Pharoah’s dream has two parts. In the first part, seven fat cows are eaten by seven lean and poor cows. In the second part, seven good ears of corn are swallowed up by seven thin and scorched ears of corn. Joseph explains that God has sent Pharoah a message: Egypt will have seven years of plenty, followed by seven years of famine. Pharoah is to find a wise man who will oversee preparations during the seven years of abundance, to have food set aside for the seven years of famine. Pharoah realizes that because God has given Joseph the ability to interpret this dream, no one is wiser than Joseph, so Pharoah makes Joseph his chief minister, in charge of preparing for the famine.
After seven years, the famine strikes not only Egypt but Canaan as well, and Jacob sends ten of his sons – all but Joseph (whom Jacob thinks is dead) and the youngest, Benjamin – to Egypt to buy food from the chief minister, Joseph himself. Joseph’s brothers do not recognize him, and Joseph engages in a “cat and mouse game” with them. Joseph asks them about their father (so he can find out if Jacob is well) and asks questions based on his deep knowledge of their family. He sends the brothers back to Canaan with food, but instructs them that they must bring Benjamin with them if they want more food. He dismays them by secretly putting their money back in their packs. Jacob does not want to send Benjamin back with the older brothers; because he believes Joseph is dead, Benjamin is the only son left of his beloved Rachel and losing him would break his heart. Judah promises Jacob that he will be responsible for Benjamin’s safe return, and all the brothers go to see Joseph. Joseph sends them back again to Canaan with food, but this time he hides his own silver goblet in Benjamin’s pack. As the brothers are leaving, Joseph sends his chamberlain to stop them, accuse them of taking his goblet, and make them return. Back at Joseph’s palace, the goblet is found in Benjamin’s pack, and Joseph says that Benjamin is to be his slave, but the other brothers may return to Canaan.
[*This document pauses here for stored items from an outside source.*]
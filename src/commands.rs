use crate::assistant::WorkflowAssistant;
use crate::config::Config;
use crate::llm::{AnalysisRequest, analyze};
use crate::log_debug;
use crate::prompts::CATALOG;
use crate::providers::Provider;
use crate::ui;
use anyhow::{Context, Result};
use colored::Colorize;
use std::io::Read;
use std::path::Path;

/// Handle the 'analyze' command
pub async fn handle_analyze_command(
    file: &str,
    provider: &str,
    language: Option<String>,
    details: Option<String>,
    prompt_file: Option<String>,
    output: Option<String>,
) -> Result<()> {
    let provider: Provider = provider.parse()?;

    let document = read_document(file)?;
    log_debug!("Read workflow document ({} bytes)", document.len());

    let custom_prompt = match prompt_file {
        Some(path) => Some(
            std::fs::read_to_string(&path)
                .with_context(|| format!("Failed to read prompt file: {path}"))?,
        ),
        None => None,
    };

    let config = Config::from_env();
    let request = AnalysisRequest {
        provider,
        document,
        details,
        language,
        custom_prompt,
    };

    let spinner = ui::create_spinner(&format!("Analyzing workflow with {provider}..."));
    let result = analyze(&config, &request).await;
    spinner.finish_and_clear();

    let result = result?;

    match output {
        Some(path) => {
            std::fs::write(&path, &result.markdown)
                .with_context(|| format!("Failed to write output file: {path}"))?;
            ui::print_success(&format!("Documentation written to {path}"));
        }
        None => {
            println!("{}", result.markdown);
        }
    }

    Ok(())
}

/// Read the workflow document from a path, or stdin for '-'
fn read_document(file: &str) -> Result<String> {
    if file == "-" {
        let mut buf = String::new();
        std::io::stdin()
            .read_to_string(&mut buf)
            .context("Failed to read workflow from stdin")?;
        Ok(buf)
    } else {
        std::fs::read_to_string(file)
            .with_context(|| format!("Failed to read workflow file: {file}"))
    }
}

/// Handle the 'search' command
pub fn handle_search_command(query: &str, limit: usize, db: &str) -> Result<()> {
    let assistant = WorkflowAssistant::open(Path::new(db))
        .with_context(|| format!("Failed to open workflow catalog: {db}"))?;

    let answer = assistant.query(query, limit)?;

    ui::print_bordered_content(&answer.response);

    if !answer.workflows.is_empty() {
        ui::print_newline();
        for workflow in &answer.workflows {
            let status = if workflow.active {
                "active".green()
            } else {
                "inactive".yellow()
            };
            ui::print_message(&format!(
                "  {} [{}] {} nodes, {} trigger ({})",
                workflow.name.bold(),
                status,
                workflow.node_count,
                workflow.trigger_type,
                workflow.complexity
            ));
        }
    }

    if !answer.suggestions.is_empty() {
        ui::print_newline();
        ui::print_info("You might also try:");
        for suggestion in &answer.suggestions {
            ui::print_message(&format!("  • {suggestion}"));
        }
    }

    ui::print_newline();
    ui::print_message(&format!(
        "{} {:.0}%",
        "Confidence:".dimmed(),
        answer.confidence * 100.0
    ));

    Ok(())
}

/// Handle the 'providers' command
pub fn handle_providers_command() -> Result<()> {
    let config = Config::from_env();

    ui::print_info("Supported LLM providers:");
    ui::print_newline();

    for (provider, configured) in config.available_providers() {
        let status = if configured {
            "configured".green().bold()
        } else {
            "no API key".yellow()
        };
        let key_hint = provider.api_key_envs().join(" or ");
        ui::print_message(&format!(
            "  {:10} [{status}]  model: {}  ({key_hint})",
            provider.name().bold(),
            config.effective_model(provider)
        ));
    }

    Ok(())
}

/// Handle the 'languages' command
pub fn handle_languages_command() -> Result<()> {
    ui::print_info("Supported output languages:");
    ui::print_newline();

    for entry in CATALOG {
        ui::print_message(&format!(
            "  {:20} aliases: {}",
            entry.language.bold(),
            entry.aliases.join(", ")
        ));
    }

    ui::print_newline();
    ui::print_message(
        "Other languages are accepted; the documentation prompt falls back to English \
         with an explicit translation directive.",
    );

    Ok(())
}
use crate::config::{self, AppConfig};
use crate::error::ApiError;
use crate::models::{OptionSide, RequestParameters, RiskProfile};
use crate::prompt;
use crate::screener::{ScreenerResult, ScreenerService};
use anyhow::Result;
use axum::{
    Router,
    extract::{Query, Request, State},
    http::HeaderMap,
    middleware::{self, Next},
    response::{Json, Response},
    routing::{get, post},
};
use serde::{Deserialize, Serialize};
use serde_json::{Value, json};
use std::sync::Arc;
use tower::ServiceBuilder;
use tower_http::{cors::CorsLayer, trace::TraceLayer};
use tracing::{error, info, warn};

// -----------------------------------------------
// API REQUEST/RESPONSE MODELS
// -----------------------------------------------

#[derive(Debug, Deserialize)]
pub struct ScreenerQuery {
    pub symbol: Option<String>,
    pub option_side: Option<String>,
    pub risk_profile: Option<String>,
    pub max_signals: Option<i64>,
    pub top_n: Option<i64>,
}

impl ScreenerQuery {
    /// Apply defaults; `top_n` overrides `max_signals` when both are given.
    pub fn into_params(self) -> Result<RequestParameters, ApiError> {
        let option_side = match self.option_side.as_deref() {
            Some(raw) => raw.parse::<OptionSide>().map_err(ApiError::BadRequest)?,
            None => OptionSide::default(),
        };

        Ok(RequestParameters {
            symbol: self
                .symbol
                .map(|s| s.trim().to_string())
                .filter(|s| !s.is_empty())
                .unwrap_or_else(|| config::DEFAULT_SYMBOL.to_string()),
            option_side,
            risk_profile: self
                .risk_profile
                .as_deref()
                .map(RiskProfile::parse)
                .unwrap_or_default(),
            max_signals: self
                .top_n
                .or(self.max_signals)
                .unwrap_or(config::DEFAULT_MAX_SIGNALS),
        })
    }
}

#[derive(Debug, Serialize)]
pub struct DebugScreenerResponse {
    #[serde(flatten)]
    pub result: ScreenerResult,
    pub formatted_for_prompt: String,
}

#[derive(Debug, Deserialize)]
pub struct ChatRequest {
    pub prompt: String,
    #[serde(default = "default_max_tokens")]
    pub max_tokens: u32,
    /// Accepted for compatibility; answers are templated
    #[serde(default = "default_temperature")]
    pub temperature: f32,
}

fn default_max_tokens() -> u32 {
    config::DEFAULT_MAX_TOKENS
}

fn default_temperature() -> f32 {
    config::DEFAULT_TEMPERATURE
}

#[derive(Debug, Serialize)]
pub struct ChatResponse {
    pub answer: String,
}

#[derive(Debug, Serialize)]
pub struct SymbolsResponse {
    pub symbols: Vec<String>,
    pub count: usize,
}

// -----------------------------------------------
// APPLICATION STATE
// -----------------------------------------------

#[derive(Clone)]
pub struct AppState {
    screener: Arc<ScreenerService>,
}

impl AppState {
    pub fn new(config: Arc<AppConfig>) -> Result<Self> {
        Ok(Self {
            screener: Arc::new(ScreenerService::new(config)?),
        })
    }
}

// -----------------------------------------------
// API HANDLERS
// -----------------------------------------------

/// GET /health - Health check endpoint
async fn health() -> &'static str {
    "OK"
}

/// GET /symbols - Symbols loaded at startup
async fn get_symbols(State(app_state): State<AppState>) -> Json<SymbolsResponse> {
    let symbols = app_state.screener.config().symbols.clone();
    Json(SymbolsResponse {
        count: symbols.len(),
        symbols,
    })
}

/// GET /screener?symbol=SPY&option_side=call&risk_profile=balanced&max_signals=5
async fn get_screener(
    State(app_state): State<AppState>,
    Query(query): Query<ScreenerQuery>,
) -> Result<Json<ScreenerResult>, ApiError> {
    let params = query.into_params()?;
    let result = app_state.screener.run(&params).await?;
    Ok(Json(result))
}

/// GET /debug/screener - Same selection plus the prompt block; fetch errors come back as 200
async fn get_debug_screener(
    State(app_state): State<AppState>,
    Query(query): Query<ScreenerQuery>,
) -> Result<Json<Value>, ApiError> {
    let params = query.into_params()?;

    match app_state.screener.run(&params).await {
        Ok(result) => {
            let formatted_for_prompt = prompt::format_signals_for_prompt(&result.top_signals);
            let body = serde_json::to_value(DebugScreenerResponse {
                result,
                formatted_for_prompt,
            })
            .map_err(|e| ApiError::Internal(e.to_string()))?;
            Ok(Json(body))
        }
        Err(e) => {
            warn!("debug screener fetch failed: {}", e);
            Ok(Json(json!({ "error": e.to_string() })))
        }
    }
}

/// POST /chat - Templated answer, screener data injected on trigger keywords
async fn post_chat(
    State(app_state): State<AppState>,
    Json(request): Json<ChatRequest>,
) -> Result<Json<ChatResponse>, ApiError> {
    answer_chat(&app_state, request).await
}

/// Gate for POST /api/chat. Runs before the body is read, so a bad key is
/// always 401 whatever the payload looks like.
async fn require_api_key(
    State(app_state): State<AppState>,
    request: Request,
    next: Next,
) -> Result<Response, ApiError> {
    check_api_key(app_state.screener.config(), request.headers())?;
    Ok(next.run(request).await)
}

// -----------------------------------------------
// HELPER FUNCTIONS
// -----------------------------------------------

async fn answer_chat(app_state: &AppState, request: ChatRequest) -> Result<Json<ChatResponse>, ApiError> {
    if request.prompt.trim().is_empty() {
        return Err(ApiError::BadRequest("prompt must not be empty".to_string()));
    }

    let answer = app_state
        .screener
        .chat(&request.prompt, request.max_tokens)
        .await
        .map_err(|e| {
            error!("answer generation failed: {}", e);
            ApiError::Internal(format!("Answer generation failed: {}", e))
        })?;

    Ok(Json(ChatResponse { answer }))
}

/// Reject when a gate secret is configured and the header does not match it.
fn check_api_key(app_config: &AppConfig, headers: &HeaderMap) -> Result<(), ApiError> {
    let Some(expected) = app_config.backend_api_key.as_deref() else {
        return Ok(());
    };

    let provided = headers
        .get(config::HEADER_API_KEY)
        .and_then(|v| v.to_str().ok());

    if provided == Some(expected) {
        Ok(())
    } else {
        warn!("rejected /api/chat request with bad or missing {}", config::HEADER_API_KEY);
        Err(ApiError::Unauthorized)
    }
}

// -----------------------------------------------
// SERVER SETUP
// -----------------------------------------------

pub fn build_router(app_state: AppState) -> Router {
    let gate = middleware::from_fn_with_state(app_state.clone(), require_api_key);

    Router::new()
        .route("/health", get(health))
        .route("/symbols", get(get_symbols))
        .route("/screener", get(get_screener))
        .route("/debug/screener", get(get_debug_screener))
        .route("/chat", post(post_chat))
        // Same handler as /chat behind the x-api-key gate
        .route("/api/chat", post(post_chat).route_layer(gate))
        .layer(
            ServiceBuilder::new()
                .layer(TraceLayer::new_for_http())
                .layer(CorsLayer::permissive()),
        )
        .with_state(app_state)
}

pub async fn start_server(config: Arc<AppConfig>) -> Result<()> {
    let addr = config.bind_addr();
    let app = build_router(AppState::new(config)?);
    let listener = tokio::net::TcpListener::bind(&addr).await?;

    info!("Massive screener API running on http://{}", addr);
    info!("   GET  /health");
    info!("   GET  /symbols");
    info!("   GET  /screener?symbol=SPY&option_side=call&risk_profile=balanced&max_signals=5");
    info!("   GET  /debug/screener?symbol=SPY&top_n=5");
    info!("   POST /chat");
    info!("   POST /api/chat  (x-api-key)");

    axum::serve(listener, app).await?;
    Ok(())
}
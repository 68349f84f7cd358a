use anyhow::Result;
use colored::Colorize;
use massive_screener::{AppConfig, api_server_axum, logging};
use std::sync::Arc;

#[tokio::main]
async fn main() -> Result<()> {
    // A missing .env is fine; real deployments set the environment directly
    dotenvy::dotenv().ok();

    let config = Arc::new(AppConfig::from_env());
    logging::init_logging(config.log_dir.as_deref())?;

    println!("{}", "=".repeat(60).blue());
    println!("{}", "Massive Options Screener".green().bold());
    println!("{}", "=".repeat(60).blue());
    println!("{} Listening on: {}", "→".cyan(), config.bind_addr().yellow());
    println!("{} Snapshot URL: {}", "→".cyan(), config.screener_url.as_deref().unwrap_or("(not set)").yellow());
    println!("{} Chat symbol: {}", "→".cyan(), config.chat_symbol.yellow());
    println!();

    config.validate();

    api_server_axum::start_server(config).await
}
pub mod answer;
pub mod api_server_axum;
pub mod config;
pub mod error;
pub mod logging;
pub mod massive_client;
pub mod models;
pub mod processor;
pub mod prompt;
pub mod screener;

// Re-exports for convenience
pub use config::AppConfig;
pub use error::{ApiError, FetchError};
pub use massive_client::MassiveClient;
pub use models::{OptionRecord, OptionSide, OptionType, Payload, RequestParameters, RiskProfile, ScoredRecord, ScoringMode};
pub use processor::{normalize_rows, rank_signals, score_record, score_records, select_top};
pub use prompt::format_signals_for_prompt;
pub use screener::{ScreenerResult, ScreenerService};
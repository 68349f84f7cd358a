use axum::http::StatusCode;
use axum::response::{IntoResponse, Json, Response};
use serde_json::json;
use thiserror::Error;

/// Failures from one snapshot fetch
#[derive(Debug, Error)]
pub enum FetchError {
    #[error("{0} is not set.")]
    ConfigMissing(&'static str),

    #[error("Timed out trying to reach Massive screener (over {seconds} seconds).")]
    Timeout { seconds: f64 },

    #[error("Error calling Massive screener: {0}")]
    RequestFailed(String),

    #[error("Unexpected screener response from Massive: {0}")]
    MalformedResponse(String),
}

impl FetchError {
    /// Soft failures can fall back to a response without screener data
    pub fn is_soft(&self) -> bool {
        !matches!(self, FetchError::ConfigMissing(_))
    }
}

/// Errors surfaced by the HTTP layer as `{"detail": ...}`
#[derive(Debug, Error)]
pub enum ApiError {
    #[error("{0}")]
    BadGateway(String),

    #[error("Invalid or missing API key")]
    Unauthorized,

    #[error("{0}")]
    BadRequest(String),

    #[error("{0}")]
    Internal(String),
}

impl ApiError {
    pub fn status(&self) -> StatusCode {
        match self {
            ApiError::BadGateway(_) => StatusCode::BAD_GATEWAY,
            ApiError::Unauthorized => StatusCode::UNAUTHORIZED,
            ApiError::BadRequest(_) => StatusCode::BAD_REQUEST,
            ApiError::Internal(_) => StatusCode::INTERNAL_SERVER_ERROR,
        }
    }
}

impl From<FetchError> for ApiError {
    fn from(err: FetchError) -> Self {
        ApiError::BadGateway(err.to_string())
    }
}

impl IntoResponse for ApiError {
    fn into_response(self) -> Response {
        (self.status(), Json(json!({ "detail": self.to_string() }))).into_response()
    }
}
Will Joseph really keep his little brother Benjamin as a slave? How can the other brothers return to their father and tell them that the thing he feared most – that something bad would happen to Benjamin – had come true? What will happen to poor Jacob when he learns this news?
Join us again next week!
© Nelson R. Block 2013 (P.S. – For various reasons, people have suggested that the weekly Derech Tzofeh be further protected under copyright laws by adding a copyright notice, as you see here. Anyone is welcome to reproduce a weekly edition of Derech Tzofeh for their Scout unit, youth group, or family.)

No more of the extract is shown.